According to fresh revelations from the Edward Snowden cables, the National Security Agency has cracked most encryption believed to be a safeguard for commerce and banking systems all over the globe and supposed to protect sensitive information, such as medical records, email, web searches, online chats, and phone calls. This is not about the Americans, but about all others, globally, as well.

Since 2000, the NSA has been building supercomputers capable of breaking complex codes and encryption. In addition, the NSA collaborated with American tech companies to build backdoors directly into their products and services. In response, Microsoft, Facebook, Apple and the other giants swore there were no deliberate backdoors built into their software or hardware.

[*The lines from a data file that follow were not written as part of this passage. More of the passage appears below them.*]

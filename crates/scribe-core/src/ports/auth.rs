//! Session token and password ports.

use uuid::Uuid;

/// Claims carried by a session token.
#[derive(Debug, Clone)]
pub struct TokenClaims {
    pub user_id: Uuid,
    pub username: String,
    pub exp: i64,
}

/// Issues and checks the signed tokens stored in the session cookie.
pub trait TokenService: Send + Sync {
    /// Issue a session token for a user.
    fn generate_token(&self, user_id: Uuid, username: &str) -> Result<String, AuthError>;

    /// Validate and decode a token.
    fn validate_token(&self, token: &str) -> Result<TokenClaims, AuthError>;

    /// Lifetime of issued tokens.
    fn expiration_seconds(&self) -> i64;
}

/// Password hashing service.
pub trait PasswordService: Send + Sync {
    /// Hash a plain text password.
    fn hash(&self, password: &str) -> Result<String, AuthError>;

    /// Verify a password against a hash.
    fn verify(&self, password: &str, hash: &str) -> Result<bool, AuthError>;
}

/// Authentication errors.
#[derive(Debug, thiserror::Error)]
pub enum AuthError {
    #[error("Invalid credentials")]
    InvalidCredentials,

    #[error("Token expired")]
    TokenExpired,

    #[error("Invalid token: {0}")]
    InvalidToken(String),

    #[error("No session")]
    MissingSession,

    #[error("Hashing error: {0}")]
    HashingError(String),
}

In the meantime, a 2010 UK spy agency GCHQ memo speaking of the NSA’s work claimed that the outfit has been leading an aggressive, multipronged effort to break widely used online encryption technologies and vast amounts of encrypted online data was exploitable at the time. It was reported that $250 million is annually spent on a program which influences technology company product designs.

GCHQ is itself known to be largely bankrolled by the American taxpayer. In addition, it was previously revealed that other English-speaking countries were also allied with the American spying efforts. Snowden leaks suggest even those were compromised, despite any international agreements. It was revealed that GCHQ team has worked its way into encrypted traffic from major online services, including Hotmail, Google, Yahoo, and Facebook.

It recently became known that truly secure email company Lavabit, whose services were used by Edward Snowden to transmit information to Guardian journalists, has shut itself down in light of these leaks. Its head announced that if ordinary people knew what he knew about email communications, they wouldn’t have been using it. Popular law blog Groklaw also decided to pull the plug and cited concerns about being able to properly provide anonymity where necessary.

Taking into account the latest revelations of the US being aggressively pursuing all Internet communications, including encrypted ones, the privacy minded activists or civil liberties groups may get another reason to withdraw from the worldwide web.